We then perform the read alignments, creating two separate BAMs: one for paired reads and one for unpaired reads:

bowtie2-build "$before".fasta "$before".fasta
bowtie2 -1 1.fastq.gz -2 2.fastq.gz -x "$before".fasta --threads "$threads" -I "$insert_min" -X "$insert_max" --local --very-sensitive-local | samtools sort > illumina_alignments.bam
bowtie2 -U u.fastq.gz -x "$before".fasta --threads "$threads" --local --very-sensitive-local | samtools sort > illumina_alignments_u.bam
samtools index illumina_alignments.bam
samtools index illumina_alignments_u.bam

We then run Pilon:

pilon --genome "$before".fasta --frags illumina_alignments.bam --unpaired illumina_alignments_u.bam --output "$after" --changes

And clean up:

rm *.bam *.bam.bai *.bt2
sed -i 's/_pilon//' "$after".fasta  # remove "_pilon" from the FASTA headers

Step 4: subsequent rounds of Pilon polishing

You can then do another round of Pilon by changing the $before and $after variables:

before=round_1
after=round_2

And then running the code from step 3 again.

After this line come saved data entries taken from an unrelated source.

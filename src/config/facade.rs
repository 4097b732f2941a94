//! Config loading facade: builds the layered source stack and deserializes it.

use super::merge::merge_policy;
use super::sources::{environment, global_file, workspace_file};
use super::DocweaveConfig;
use crate::error::ApiError;
use config::File;
use std::path::Path;
use tracing::debug;

pub struct ConfigLoader;

impl ConfigLoader {
    /// Load configuration for a workspace: defaults, global file, workspace files, environment.
    pub fn load(workspace_root: &Path) -> Result<DocweaveConfig, ApiError> {
        let builder = merge_policy::builder_with_defaults()?;
        let builder = global_file::add_to_builder(builder)?;
        let builder = workspace_file::add_to_builder(builder, workspace_root)?;
        let builder = environment::add_to_builder(builder);

        let config: DocweaveConfig = builder.build()?.try_deserialize()?;
        config.ensure_valid()?;
        debug!(
            workspace = %workspace_root.display(),
            provider = config.provider.provider_type.as_str(),
            model = %config.provider.model,
            "Configuration loaded"
        );
        Ok(config)
    }

    /// Load from one explicit file (plus defaults and environment), skipping discovery.
    pub fn load_from_file(path: &Path) -> Result<DocweaveConfig, ApiError> {
        if !path.exists() {
            return Err(ApiError::ConfigError(format!(
                "Config file not found: {}",
                path.display()
            )));
        }
        let builder = merge_policy::builder_with_defaults()?
            .add_source(File::from(path.to_path_buf()).required(true));
        let builder = environment::add_to_builder(builder);

        let config: DocweaveConfig = builder.build()?.try_deserialize()?;
        config.ensure_valid()?;
        Ok(config)
    }
}
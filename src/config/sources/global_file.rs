//! Global config file source: $XDG_CONFIG_HOME/docweave/config.toml or ~/.config/docweave/config.toml

use config::builder::DefaultState;
use config::ConfigBuilder;
use config::ConfigError;
use config::File;
use std::path::PathBuf;
use tracing::debug;

/// Path to global config file.
pub fn global_config_path() -> Option<PathBuf> {
    if let Ok(xdg) = std::env::var("XDG_CONFIG_HOME") {
        if !xdg.is_empty() {
            return Some(PathBuf::from(xdg).join("docweave").join("config.toml"));
        }
    }
    std::env::var("HOME").ok().map(|home| {
        PathBuf::from(home)
            .join(".config")
            .join("docweave")
            .join("config.toml")
    })
}

/// Add global config file source to builder if it exists.
pub fn add_to_builder(
    mut builder: ConfigBuilder<DefaultState>,
) -> Result<ConfigBuilder<DefaultState>, ConfigError> {
    if let Some(path) = global_config_path() {
        if path.exists() {
            builder = builder.add_source(File::from(path).required(false));
        } else {
            debug!(
                config_path = %path.display(),
                "No global configuration file; using defaults"
            );
        }
    }
    Ok(builder)
}
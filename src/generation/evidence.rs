//! Evidence prefetch.
//!
//! One retrieval task per section, bounded by a semaphore, all sharing a single batch
//! deadline. Evidence is best-effort: failures and timeouts leave the section with an empty
//! pack and an advisory problem, never an error.

use async_trait::async_trait;
use futures::stream::{FuturesUnordered, StreamExt};
use serde::{Deserialize, Serialize};
use std::collections::{HashMap, HashSet};
use std::sync::Arc;
use std::time::Duration;
use tokio::sync::Semaphore;
use tracing::{debug, warn};

use crate::config::EvidenceSettings;
use crate::error::ApiError;
use crate::generation::plan::PlanSection;
use crate::text::measure::truncate_visible;
use crate::text::SectionToken;

#[derive(Debug, Clone, Default, PartialEq, Eq, Serialize, Deserialize)]
pub struct EvidenceSource {
    pub id: String,
    pub title: String,
    pub url: String,
    pub snippet: String,
}

/// Supporting context for one section. The empty pack is a valid state.
#[derive(Debug, Clone, Default, PartialEq, Eq, Serialize, Deserialize)]
pub struct EvidencePack {
    pub summary: String,
    pub sources: Vec<EvidenceSource>,
    pub allowed_urls: Vec<String>,
}

impl EvidencePack {
    pub fn is_empty(&self) -> bool {
        self.summary.trim().is_empty() && self.sources.is_empty()
    }
}

/// Raw retrieval result.
#[derive(Debug, Clone, Default)]
pub struct RetrievedEvidence {
    pub context: String,
    pub sources: Vec<EvidenceSource>,
}

#[async_trait]
pub trait EvidenceProvider: Send + Sync {
    async fn retrieve(&self, section: &str, instruction: &str) -> Result<RetrievedEvidence, ApiError>;
}

/// Provider used when evidence mode is off.
pub struct NoEvidence;

#[async_trait]
impl EvidenceProvider for NoEvidence {
    async fn retrieve(&self, _section: &str, _instruction: &str) -> Result<RetrievedEvidence, ApiError> {
        Ok(RetrievedEvidence::default())
    }
}

#[derive(Debug, Default)]
pub struct PrefetchOutcome {
    pub packs: HashMap<SectionToken, EvidencePack>,
    pub failed: usize,
    pub timed_out: usize,
    pub problems: Vec<String>,
}

pub struct EvidencePrefetcher {
    provider: Arc<dyn EvidenceProvider>,
    workers: usize,
    batch_timeout: Duration,
    summary_max_chars: usize,
}

impl EvidencePrefetcher {
    pub fn new(provider: Arc<dyn EvidenceProvider>, settings: &EvidenceSettings) -> Self {
        Self {
            provider,
            workers: settings.workers,
            batch_timeout: settings.batch_timeout(),
            summary_max_chars: settings.summary_max_chars,
        }
    }

    fn query_for(section: &PlanSection) -> String {
        let mut query = section.title().to_string();
        for extra in &section.evidence_queries {
            if !extra.trim().is_empty() {
                query.push(' ');
                query.push_str(extra.trim());
            }
        }
        query
    }

    fn pack_from(&self, evidence: RetrievedEvidence) -> EvidencePack {
        let mut seen = HashSet::new();
        let allowed_urls = evidence
            .sources
            .iter()
            .map(|s| s.url.trim().to_string())
            .filter(|u| !u.is_empty() && seen.insert(u.clone()))
            .collect();
        EvidencePack {
            summary: truncate_visible(&evidence.context, self.summary_max_chars),
            sources: evidence.sources,
            allowed_urls,
        }
    }

    /// Fetch evidence for every section under one deadline. Sections whose retrieval
    /// failed or was still outstanding at the deadline receive an empty pack.
    pub async fn prefetch(&self, sections: &[PlanSection], instruction: &str) -> PrefetchOutcome {
        let mut outcome = PrefetchOutcome::default();
        if sections.is_empty() {
            return outcome;
        }

        let pool = self.workers.max(1).min(sections.len());
        let semaphore = Arc::new(Semaphore::new(pool));
        let deadline = tokio::time::Instant::now() + self.batch_timeout;

        let mut pending = FuturesUnordered::new();
        for section in sections {
            let provider = self.provider.clone();
            let semaphore = semaphore.clone();
            let query = Self::query_for(section);
            let instruction = instruction.to_string();
            let handle = tokio::spawn(async move {
                let _permit = semaphore
                    .acquire_owned()
                    .await
                    .map_err(|_| ApiError::Cancelled)?;
                provider.retrieve(&query, &instruction).await
            });
            let token = section.section.clone();
            pending.push(async move { (token, handle.await) });
        }

        loop {
            match tokio::time::timeout_at(deadline, pending.next()).await {
                Ok(Some((token, Ok(Ok(evidence))))) => {
                    debug!(section = %token, sources = evidence.sources.len(), "Evidence retrieved");
                    outcome.packs.insert(token, self.pack_from(evidence));
                }
                Ok(Some((token, Ok(Err(err))))) => {
                    warn!(section = %token, error = %err, "Evidence retrieval failed");
                    outcome.failed += 1;
                }
                Ok(Some((token, Err(join_err)))) => {
                    warn!(section = %token, error = %join_err, "Evidence task panicked");
                    outcome.failed += 1;
                }
                Ok(None) => break,
                Err(_) => {
                    outcome.timed_out = pending.len();
                    warn!(
                        outstanding = outcome.timed_out,
                        timeout_ms = self.batch_timeout.as_millis() as u64,
                        "Evidence batch deadline reached; abandoning outstanding retrievals"
                    );
                    break;
                }
            }
        }
        // Queued retrievals never start; running ones finish detached and are ignored.
        semaphore.close();
        drop(pending);

        for section in sections {
            outcome.packs.entry(section.section.clone()).or_default();
        }
        if outcome.failed + outcome.timed_out > 0 {
            outcome.problems.push(format!(
                "evidence unavailable for {} of {} sections ({} failed, {} timed out)",
                outcome.failed + outcome.timed_out,
                sections.len(),
                outcome.failed,
                outcome.timed_out
            ));
        }
        outcome
    }
}

/// Sources across all packs in plan order, deduplicated by url, then title, then id.
pub fn collect_sources<'a>(
    packs: impl IntoIterator<Item = &'a EvidencePack>,
) -> Vec<EvidenceSource> {
    let mut seen = HashSet::new();
    let mut sources = Vec::new();
    for pack in packs {
        for source in &pack.sources {
            let key = [&source.url, &source.title, &source.id]
                .into_iter()
                .map(|s| s.trim().to_lowercase())
                .find(|s| !s.is_empty());
            if let Some(key) = key {
                if seen.insert(key) {
                    sources.push(source.clone());
                }
            }
        }
    }
    sources
}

The second round will hopefully produce many fewer changes than the first round (perhaps none at all). You can check this by looking in the *.changes files that Pilon makes.

How many rounds of Pilon you run is up to you. You can continue to do polish until Pilon stops making any changes. Assuming your input assembly and read sets are good, this will hopefully happen after just a round or two.